* [To do] Among the entries that follow, find every line with the word "delimited" and copy it.

*** Opening Supplied records ***

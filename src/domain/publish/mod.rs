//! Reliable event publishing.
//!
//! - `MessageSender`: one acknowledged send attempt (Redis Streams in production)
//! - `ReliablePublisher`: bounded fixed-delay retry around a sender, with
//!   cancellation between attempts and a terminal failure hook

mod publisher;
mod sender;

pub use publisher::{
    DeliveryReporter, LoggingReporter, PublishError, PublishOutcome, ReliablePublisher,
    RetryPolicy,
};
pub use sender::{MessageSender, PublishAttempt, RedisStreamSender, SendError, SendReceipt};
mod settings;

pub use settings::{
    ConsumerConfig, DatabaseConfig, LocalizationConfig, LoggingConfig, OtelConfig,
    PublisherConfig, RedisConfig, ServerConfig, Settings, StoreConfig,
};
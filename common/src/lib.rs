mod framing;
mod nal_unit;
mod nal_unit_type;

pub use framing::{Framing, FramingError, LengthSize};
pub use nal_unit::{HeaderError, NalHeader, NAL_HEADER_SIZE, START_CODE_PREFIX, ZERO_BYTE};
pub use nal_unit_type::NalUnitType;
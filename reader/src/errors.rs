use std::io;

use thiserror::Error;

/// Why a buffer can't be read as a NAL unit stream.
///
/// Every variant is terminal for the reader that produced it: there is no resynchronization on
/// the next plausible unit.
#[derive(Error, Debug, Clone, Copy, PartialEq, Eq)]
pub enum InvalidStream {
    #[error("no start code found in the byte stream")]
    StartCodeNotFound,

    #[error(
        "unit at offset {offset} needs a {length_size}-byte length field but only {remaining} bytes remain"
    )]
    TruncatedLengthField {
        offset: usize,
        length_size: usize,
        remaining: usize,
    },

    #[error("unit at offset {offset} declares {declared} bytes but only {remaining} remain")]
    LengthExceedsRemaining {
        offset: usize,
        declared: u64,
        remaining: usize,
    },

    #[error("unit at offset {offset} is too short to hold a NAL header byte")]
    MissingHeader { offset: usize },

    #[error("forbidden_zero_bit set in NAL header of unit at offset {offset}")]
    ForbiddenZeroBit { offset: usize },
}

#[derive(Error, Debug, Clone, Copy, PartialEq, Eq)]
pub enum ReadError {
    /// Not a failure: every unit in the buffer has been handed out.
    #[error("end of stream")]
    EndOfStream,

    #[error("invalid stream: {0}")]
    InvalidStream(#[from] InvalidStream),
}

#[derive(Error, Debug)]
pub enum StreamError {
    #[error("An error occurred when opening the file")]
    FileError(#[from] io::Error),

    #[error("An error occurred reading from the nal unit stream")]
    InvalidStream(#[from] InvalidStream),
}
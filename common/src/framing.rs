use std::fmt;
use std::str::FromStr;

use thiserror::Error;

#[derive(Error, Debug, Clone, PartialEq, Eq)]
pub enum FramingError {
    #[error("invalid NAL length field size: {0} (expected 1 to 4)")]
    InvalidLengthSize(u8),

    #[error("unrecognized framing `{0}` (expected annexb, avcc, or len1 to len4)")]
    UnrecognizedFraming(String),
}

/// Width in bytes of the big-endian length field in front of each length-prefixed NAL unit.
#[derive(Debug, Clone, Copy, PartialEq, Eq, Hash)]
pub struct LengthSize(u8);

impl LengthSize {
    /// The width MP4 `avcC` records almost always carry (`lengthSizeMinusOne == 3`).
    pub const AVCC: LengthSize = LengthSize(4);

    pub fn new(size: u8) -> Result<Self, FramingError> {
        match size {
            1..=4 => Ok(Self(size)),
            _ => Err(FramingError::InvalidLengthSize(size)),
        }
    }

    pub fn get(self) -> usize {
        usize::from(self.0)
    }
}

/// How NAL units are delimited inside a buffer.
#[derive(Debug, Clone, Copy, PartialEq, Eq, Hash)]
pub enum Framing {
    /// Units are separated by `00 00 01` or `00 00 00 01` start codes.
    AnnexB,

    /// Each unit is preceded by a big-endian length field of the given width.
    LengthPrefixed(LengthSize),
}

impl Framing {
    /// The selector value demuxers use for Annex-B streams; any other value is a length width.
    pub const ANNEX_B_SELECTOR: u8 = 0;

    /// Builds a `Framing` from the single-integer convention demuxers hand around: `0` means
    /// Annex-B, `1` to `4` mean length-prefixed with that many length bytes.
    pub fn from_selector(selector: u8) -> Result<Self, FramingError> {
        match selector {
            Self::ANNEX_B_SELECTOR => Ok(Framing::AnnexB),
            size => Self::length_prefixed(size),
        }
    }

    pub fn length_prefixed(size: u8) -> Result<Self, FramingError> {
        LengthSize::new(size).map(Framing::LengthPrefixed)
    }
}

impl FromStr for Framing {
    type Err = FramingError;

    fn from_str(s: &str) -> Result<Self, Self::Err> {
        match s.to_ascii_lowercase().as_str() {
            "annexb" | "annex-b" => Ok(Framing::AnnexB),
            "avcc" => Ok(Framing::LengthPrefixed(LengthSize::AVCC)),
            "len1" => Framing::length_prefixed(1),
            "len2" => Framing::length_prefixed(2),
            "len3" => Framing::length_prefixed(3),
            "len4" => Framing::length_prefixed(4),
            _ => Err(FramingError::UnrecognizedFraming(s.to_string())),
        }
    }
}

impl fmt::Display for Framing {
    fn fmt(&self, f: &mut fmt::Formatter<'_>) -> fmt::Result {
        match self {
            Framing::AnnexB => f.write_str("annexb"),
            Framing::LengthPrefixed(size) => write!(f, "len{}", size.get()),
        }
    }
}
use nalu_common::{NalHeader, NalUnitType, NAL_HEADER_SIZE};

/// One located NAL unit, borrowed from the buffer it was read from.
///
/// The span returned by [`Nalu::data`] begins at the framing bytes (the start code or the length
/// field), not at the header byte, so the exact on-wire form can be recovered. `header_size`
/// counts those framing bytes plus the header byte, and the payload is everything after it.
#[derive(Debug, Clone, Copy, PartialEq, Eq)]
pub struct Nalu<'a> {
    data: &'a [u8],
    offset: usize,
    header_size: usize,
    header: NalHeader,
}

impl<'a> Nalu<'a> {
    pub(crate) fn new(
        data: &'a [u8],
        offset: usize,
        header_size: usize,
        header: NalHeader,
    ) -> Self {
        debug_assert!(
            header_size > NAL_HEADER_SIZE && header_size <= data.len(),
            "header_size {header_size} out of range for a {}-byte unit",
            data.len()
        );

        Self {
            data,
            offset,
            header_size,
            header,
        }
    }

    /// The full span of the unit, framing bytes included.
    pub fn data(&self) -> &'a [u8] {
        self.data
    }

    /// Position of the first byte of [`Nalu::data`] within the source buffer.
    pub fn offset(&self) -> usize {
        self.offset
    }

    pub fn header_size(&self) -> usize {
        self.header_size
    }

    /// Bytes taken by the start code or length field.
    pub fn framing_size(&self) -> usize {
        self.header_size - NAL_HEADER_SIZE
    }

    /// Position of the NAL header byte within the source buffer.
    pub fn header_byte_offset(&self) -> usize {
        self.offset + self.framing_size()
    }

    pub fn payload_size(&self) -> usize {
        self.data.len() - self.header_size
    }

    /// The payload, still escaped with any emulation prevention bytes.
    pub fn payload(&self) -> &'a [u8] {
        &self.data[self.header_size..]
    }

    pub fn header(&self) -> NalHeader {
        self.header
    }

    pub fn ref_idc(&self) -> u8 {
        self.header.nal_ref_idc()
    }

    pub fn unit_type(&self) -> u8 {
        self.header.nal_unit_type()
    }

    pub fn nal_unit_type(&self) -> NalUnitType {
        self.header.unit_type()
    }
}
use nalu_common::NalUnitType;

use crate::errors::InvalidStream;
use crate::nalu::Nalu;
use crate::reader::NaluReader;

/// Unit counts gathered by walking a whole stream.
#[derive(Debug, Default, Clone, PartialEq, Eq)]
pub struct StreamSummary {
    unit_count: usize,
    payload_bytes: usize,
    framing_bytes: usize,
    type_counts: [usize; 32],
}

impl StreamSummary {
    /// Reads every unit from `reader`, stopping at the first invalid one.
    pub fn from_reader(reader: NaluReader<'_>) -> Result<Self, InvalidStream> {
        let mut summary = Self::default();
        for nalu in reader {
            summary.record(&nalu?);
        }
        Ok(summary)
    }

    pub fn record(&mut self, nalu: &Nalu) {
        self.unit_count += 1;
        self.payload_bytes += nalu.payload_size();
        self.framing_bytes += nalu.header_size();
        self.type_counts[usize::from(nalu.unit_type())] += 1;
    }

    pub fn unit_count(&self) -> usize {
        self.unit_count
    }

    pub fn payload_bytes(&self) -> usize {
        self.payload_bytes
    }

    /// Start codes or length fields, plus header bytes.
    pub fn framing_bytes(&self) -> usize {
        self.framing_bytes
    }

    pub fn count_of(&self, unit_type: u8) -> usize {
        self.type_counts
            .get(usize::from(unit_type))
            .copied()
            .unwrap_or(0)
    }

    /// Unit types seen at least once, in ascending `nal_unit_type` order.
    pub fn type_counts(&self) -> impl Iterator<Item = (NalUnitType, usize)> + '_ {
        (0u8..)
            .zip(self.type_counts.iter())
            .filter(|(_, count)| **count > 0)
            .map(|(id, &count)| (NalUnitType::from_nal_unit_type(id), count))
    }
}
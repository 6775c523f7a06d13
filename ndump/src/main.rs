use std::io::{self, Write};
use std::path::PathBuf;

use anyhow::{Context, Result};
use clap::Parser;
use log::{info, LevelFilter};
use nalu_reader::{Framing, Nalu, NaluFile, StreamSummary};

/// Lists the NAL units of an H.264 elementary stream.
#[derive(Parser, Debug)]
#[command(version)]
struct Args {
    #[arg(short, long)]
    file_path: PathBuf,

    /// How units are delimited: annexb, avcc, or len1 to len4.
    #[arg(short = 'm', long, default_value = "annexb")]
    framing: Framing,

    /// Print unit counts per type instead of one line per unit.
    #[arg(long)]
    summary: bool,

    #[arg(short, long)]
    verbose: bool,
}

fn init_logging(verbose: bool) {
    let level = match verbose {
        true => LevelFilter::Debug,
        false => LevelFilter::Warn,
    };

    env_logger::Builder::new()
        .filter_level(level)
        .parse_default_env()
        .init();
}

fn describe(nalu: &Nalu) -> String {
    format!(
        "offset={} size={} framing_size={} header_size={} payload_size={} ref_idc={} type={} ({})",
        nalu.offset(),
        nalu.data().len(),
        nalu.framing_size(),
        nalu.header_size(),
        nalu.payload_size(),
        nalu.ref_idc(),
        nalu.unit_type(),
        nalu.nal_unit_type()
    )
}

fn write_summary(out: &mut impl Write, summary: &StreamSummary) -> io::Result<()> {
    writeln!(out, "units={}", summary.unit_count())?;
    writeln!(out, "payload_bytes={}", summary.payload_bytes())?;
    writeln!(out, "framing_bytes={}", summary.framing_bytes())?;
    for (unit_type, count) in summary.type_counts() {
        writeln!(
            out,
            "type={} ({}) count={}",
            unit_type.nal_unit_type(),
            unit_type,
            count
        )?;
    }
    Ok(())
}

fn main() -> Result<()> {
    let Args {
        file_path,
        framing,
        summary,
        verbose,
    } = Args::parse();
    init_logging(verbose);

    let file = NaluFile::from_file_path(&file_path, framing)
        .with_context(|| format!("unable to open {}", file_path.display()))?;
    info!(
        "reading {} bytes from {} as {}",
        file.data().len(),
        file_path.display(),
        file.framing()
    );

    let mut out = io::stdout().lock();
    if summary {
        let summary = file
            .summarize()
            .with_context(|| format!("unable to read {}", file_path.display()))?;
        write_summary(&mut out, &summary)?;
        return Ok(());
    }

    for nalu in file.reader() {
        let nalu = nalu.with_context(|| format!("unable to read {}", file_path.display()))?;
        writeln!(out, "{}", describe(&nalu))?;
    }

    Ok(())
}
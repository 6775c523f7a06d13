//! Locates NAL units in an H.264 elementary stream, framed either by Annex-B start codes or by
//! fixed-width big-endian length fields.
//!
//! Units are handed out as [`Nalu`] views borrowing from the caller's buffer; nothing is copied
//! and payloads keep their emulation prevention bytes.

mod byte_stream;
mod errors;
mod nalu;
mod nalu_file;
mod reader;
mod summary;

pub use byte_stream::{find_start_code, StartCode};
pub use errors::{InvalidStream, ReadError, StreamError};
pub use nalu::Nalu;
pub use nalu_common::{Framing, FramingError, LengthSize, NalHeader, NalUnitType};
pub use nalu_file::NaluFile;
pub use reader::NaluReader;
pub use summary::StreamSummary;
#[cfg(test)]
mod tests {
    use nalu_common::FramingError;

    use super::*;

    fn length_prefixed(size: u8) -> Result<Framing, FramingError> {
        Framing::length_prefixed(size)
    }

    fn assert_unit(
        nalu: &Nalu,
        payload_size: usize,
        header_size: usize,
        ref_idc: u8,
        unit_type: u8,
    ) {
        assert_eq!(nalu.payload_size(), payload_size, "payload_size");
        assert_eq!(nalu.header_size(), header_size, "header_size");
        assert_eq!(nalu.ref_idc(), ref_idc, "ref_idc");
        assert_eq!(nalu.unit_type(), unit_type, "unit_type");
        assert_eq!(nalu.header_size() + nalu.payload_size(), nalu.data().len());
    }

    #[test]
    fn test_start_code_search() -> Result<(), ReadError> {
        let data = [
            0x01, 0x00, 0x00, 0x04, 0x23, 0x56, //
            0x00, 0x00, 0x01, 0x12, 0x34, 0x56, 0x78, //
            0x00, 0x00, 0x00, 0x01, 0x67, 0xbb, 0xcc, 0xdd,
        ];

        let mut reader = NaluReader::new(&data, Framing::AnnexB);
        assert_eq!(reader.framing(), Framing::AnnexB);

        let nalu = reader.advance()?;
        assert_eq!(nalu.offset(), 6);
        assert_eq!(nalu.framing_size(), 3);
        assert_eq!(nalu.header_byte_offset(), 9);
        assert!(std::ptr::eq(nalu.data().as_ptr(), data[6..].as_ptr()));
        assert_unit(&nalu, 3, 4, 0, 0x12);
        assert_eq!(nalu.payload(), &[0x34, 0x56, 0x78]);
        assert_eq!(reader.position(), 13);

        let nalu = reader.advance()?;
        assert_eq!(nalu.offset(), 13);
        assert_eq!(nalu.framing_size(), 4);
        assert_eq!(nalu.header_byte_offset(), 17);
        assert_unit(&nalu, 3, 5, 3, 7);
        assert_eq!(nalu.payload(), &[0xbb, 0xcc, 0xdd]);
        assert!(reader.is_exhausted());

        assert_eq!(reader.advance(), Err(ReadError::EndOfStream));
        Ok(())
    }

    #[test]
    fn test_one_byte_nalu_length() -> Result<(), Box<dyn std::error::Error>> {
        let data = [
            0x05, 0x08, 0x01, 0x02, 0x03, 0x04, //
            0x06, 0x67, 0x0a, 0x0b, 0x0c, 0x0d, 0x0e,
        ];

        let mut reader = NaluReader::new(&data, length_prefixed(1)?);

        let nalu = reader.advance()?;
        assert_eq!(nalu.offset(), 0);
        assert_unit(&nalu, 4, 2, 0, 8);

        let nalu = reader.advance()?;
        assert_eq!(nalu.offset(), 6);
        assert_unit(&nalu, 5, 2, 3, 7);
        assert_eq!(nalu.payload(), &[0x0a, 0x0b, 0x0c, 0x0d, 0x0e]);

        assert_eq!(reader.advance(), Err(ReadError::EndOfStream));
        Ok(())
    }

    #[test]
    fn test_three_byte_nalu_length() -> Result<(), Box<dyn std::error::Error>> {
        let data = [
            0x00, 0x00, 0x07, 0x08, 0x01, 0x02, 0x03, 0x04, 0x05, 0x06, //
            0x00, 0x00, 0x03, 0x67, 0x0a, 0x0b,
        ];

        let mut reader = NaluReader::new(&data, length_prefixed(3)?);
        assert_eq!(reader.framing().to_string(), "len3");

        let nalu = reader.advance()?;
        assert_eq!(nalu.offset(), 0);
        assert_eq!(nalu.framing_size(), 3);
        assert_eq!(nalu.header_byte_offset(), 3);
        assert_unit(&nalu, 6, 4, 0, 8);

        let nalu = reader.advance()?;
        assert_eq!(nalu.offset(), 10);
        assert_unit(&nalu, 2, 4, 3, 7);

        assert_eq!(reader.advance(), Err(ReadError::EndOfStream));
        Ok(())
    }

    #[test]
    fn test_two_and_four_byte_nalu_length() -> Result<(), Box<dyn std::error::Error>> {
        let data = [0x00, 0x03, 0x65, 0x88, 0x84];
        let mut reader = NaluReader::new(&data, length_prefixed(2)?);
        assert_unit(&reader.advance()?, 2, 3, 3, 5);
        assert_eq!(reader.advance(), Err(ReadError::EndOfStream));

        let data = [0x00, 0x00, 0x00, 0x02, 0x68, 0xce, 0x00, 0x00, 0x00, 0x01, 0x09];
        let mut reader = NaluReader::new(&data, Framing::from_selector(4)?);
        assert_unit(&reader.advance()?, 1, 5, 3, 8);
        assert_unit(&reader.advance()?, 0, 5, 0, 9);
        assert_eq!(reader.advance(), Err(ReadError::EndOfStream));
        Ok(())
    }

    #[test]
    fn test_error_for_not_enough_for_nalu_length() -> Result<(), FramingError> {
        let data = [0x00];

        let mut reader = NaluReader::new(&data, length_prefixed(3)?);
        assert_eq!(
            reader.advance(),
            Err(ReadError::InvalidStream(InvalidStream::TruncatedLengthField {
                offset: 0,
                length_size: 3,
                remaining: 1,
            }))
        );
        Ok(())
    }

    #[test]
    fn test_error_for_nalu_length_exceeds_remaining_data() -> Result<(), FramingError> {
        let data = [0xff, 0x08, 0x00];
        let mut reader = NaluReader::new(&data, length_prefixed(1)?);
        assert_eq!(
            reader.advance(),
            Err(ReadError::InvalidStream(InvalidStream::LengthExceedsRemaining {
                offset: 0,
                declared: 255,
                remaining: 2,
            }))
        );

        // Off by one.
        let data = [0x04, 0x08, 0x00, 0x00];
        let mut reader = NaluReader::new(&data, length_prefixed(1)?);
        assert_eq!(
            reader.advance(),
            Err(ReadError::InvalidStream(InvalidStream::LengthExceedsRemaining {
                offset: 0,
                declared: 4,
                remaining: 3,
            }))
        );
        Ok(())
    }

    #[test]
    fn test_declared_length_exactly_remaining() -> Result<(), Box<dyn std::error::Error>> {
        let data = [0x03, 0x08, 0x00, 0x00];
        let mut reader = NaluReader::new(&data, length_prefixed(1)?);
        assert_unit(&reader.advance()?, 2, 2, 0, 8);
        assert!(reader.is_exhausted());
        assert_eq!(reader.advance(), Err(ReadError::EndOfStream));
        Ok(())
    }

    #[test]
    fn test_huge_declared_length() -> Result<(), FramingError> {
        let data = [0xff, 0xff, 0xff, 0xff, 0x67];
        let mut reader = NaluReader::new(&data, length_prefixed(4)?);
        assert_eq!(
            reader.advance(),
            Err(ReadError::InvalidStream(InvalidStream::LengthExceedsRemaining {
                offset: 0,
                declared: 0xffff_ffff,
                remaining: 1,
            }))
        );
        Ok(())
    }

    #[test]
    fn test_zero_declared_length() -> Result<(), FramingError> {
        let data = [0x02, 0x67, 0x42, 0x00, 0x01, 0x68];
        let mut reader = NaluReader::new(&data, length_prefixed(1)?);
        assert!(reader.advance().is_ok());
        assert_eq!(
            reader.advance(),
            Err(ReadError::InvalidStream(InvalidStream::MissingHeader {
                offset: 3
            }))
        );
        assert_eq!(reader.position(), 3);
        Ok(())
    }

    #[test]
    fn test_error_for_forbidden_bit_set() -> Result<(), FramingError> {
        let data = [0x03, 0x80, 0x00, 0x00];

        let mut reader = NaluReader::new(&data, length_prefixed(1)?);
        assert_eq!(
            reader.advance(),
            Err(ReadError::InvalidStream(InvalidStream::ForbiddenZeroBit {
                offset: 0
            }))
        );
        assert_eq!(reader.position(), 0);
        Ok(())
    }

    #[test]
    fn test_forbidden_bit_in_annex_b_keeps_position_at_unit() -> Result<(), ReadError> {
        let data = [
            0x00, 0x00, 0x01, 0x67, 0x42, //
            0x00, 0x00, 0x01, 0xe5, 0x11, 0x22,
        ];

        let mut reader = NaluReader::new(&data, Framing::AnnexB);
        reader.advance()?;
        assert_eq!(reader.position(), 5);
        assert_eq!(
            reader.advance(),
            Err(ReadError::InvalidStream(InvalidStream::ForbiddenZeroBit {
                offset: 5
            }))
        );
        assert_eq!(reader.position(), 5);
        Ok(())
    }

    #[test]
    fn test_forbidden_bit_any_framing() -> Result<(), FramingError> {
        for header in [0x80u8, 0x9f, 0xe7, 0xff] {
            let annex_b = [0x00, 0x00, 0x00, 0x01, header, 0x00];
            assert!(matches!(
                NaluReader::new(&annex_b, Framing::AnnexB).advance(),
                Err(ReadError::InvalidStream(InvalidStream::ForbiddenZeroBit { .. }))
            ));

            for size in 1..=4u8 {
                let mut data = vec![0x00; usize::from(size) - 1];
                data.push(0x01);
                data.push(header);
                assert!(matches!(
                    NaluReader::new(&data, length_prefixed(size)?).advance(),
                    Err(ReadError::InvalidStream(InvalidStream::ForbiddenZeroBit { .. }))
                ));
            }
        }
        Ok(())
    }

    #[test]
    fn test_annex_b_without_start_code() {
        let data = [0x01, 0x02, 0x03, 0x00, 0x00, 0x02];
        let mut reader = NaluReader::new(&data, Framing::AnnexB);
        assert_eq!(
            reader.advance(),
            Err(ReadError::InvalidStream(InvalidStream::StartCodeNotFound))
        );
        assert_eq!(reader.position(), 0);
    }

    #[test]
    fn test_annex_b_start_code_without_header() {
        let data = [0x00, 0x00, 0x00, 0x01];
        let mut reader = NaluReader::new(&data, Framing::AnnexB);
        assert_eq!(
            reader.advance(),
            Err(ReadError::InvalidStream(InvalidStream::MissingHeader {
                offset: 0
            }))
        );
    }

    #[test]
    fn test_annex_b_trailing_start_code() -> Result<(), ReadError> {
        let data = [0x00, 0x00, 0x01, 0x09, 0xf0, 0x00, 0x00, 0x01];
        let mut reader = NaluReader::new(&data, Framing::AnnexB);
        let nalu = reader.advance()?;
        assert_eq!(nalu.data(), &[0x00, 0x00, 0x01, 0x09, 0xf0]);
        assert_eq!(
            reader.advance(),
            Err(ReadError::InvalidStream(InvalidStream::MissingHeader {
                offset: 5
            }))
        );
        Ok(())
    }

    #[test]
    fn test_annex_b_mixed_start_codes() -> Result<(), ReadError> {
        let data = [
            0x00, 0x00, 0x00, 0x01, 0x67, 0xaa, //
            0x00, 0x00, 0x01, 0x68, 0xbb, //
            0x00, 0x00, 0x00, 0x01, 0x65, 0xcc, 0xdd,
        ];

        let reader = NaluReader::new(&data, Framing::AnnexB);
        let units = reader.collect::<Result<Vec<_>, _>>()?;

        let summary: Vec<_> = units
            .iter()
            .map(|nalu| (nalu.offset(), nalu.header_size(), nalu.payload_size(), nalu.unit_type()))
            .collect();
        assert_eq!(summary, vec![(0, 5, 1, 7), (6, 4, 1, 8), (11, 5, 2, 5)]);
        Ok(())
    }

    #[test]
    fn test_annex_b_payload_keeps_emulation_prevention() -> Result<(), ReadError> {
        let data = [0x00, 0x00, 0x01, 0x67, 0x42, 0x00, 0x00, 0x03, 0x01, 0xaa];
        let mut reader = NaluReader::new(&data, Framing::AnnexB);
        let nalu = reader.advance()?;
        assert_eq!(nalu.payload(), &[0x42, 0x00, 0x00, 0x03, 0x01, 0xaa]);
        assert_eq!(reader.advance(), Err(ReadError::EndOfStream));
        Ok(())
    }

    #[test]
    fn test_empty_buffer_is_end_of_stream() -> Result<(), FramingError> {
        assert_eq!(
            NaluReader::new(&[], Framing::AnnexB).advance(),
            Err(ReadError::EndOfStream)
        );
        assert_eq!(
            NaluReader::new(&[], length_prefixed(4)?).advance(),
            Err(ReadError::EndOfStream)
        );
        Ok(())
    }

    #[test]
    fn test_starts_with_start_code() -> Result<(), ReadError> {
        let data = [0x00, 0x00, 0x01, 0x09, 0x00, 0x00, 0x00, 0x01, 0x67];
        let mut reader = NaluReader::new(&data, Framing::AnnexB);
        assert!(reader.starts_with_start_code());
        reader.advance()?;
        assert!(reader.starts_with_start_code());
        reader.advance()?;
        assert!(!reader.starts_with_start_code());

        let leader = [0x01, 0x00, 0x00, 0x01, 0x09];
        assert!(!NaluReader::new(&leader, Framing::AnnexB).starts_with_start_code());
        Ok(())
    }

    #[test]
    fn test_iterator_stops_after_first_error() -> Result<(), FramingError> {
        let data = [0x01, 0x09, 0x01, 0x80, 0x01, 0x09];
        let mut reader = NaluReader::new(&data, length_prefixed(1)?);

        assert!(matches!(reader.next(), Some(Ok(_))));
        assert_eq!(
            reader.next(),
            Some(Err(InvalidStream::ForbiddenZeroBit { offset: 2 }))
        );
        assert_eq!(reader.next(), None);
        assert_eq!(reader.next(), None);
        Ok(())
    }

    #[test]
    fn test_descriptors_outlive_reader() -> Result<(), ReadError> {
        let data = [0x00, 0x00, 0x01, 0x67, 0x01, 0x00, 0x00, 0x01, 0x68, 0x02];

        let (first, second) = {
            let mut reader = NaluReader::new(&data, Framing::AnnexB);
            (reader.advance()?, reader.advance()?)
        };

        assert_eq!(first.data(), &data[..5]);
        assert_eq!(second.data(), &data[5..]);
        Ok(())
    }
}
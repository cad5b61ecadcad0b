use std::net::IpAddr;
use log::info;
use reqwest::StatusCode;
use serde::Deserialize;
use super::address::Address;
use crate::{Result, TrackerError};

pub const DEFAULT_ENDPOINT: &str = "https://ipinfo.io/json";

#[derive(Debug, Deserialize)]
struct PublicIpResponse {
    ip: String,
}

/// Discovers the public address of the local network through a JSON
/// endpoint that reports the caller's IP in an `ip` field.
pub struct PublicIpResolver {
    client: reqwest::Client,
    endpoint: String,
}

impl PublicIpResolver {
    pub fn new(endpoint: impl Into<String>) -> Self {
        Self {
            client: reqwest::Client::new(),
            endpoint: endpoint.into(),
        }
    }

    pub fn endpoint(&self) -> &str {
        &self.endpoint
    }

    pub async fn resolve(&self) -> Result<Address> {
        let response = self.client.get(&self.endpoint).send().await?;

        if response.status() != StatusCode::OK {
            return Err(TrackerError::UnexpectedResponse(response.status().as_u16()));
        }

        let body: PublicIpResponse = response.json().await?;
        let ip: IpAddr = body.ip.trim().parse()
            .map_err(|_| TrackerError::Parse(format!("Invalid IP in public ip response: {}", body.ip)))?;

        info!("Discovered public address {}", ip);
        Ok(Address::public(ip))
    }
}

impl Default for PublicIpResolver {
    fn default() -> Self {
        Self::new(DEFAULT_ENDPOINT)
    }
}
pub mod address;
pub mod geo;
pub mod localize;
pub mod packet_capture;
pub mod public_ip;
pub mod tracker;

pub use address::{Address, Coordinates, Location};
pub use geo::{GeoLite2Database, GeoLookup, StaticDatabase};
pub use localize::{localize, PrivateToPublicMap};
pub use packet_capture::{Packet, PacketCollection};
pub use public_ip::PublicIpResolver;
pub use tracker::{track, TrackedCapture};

*** Closing Supplied records ***

* [Response]
/// How NAL units are delimited inside a buffer.
    /// How units are delimited: annexb, avcc, or len1 to len4.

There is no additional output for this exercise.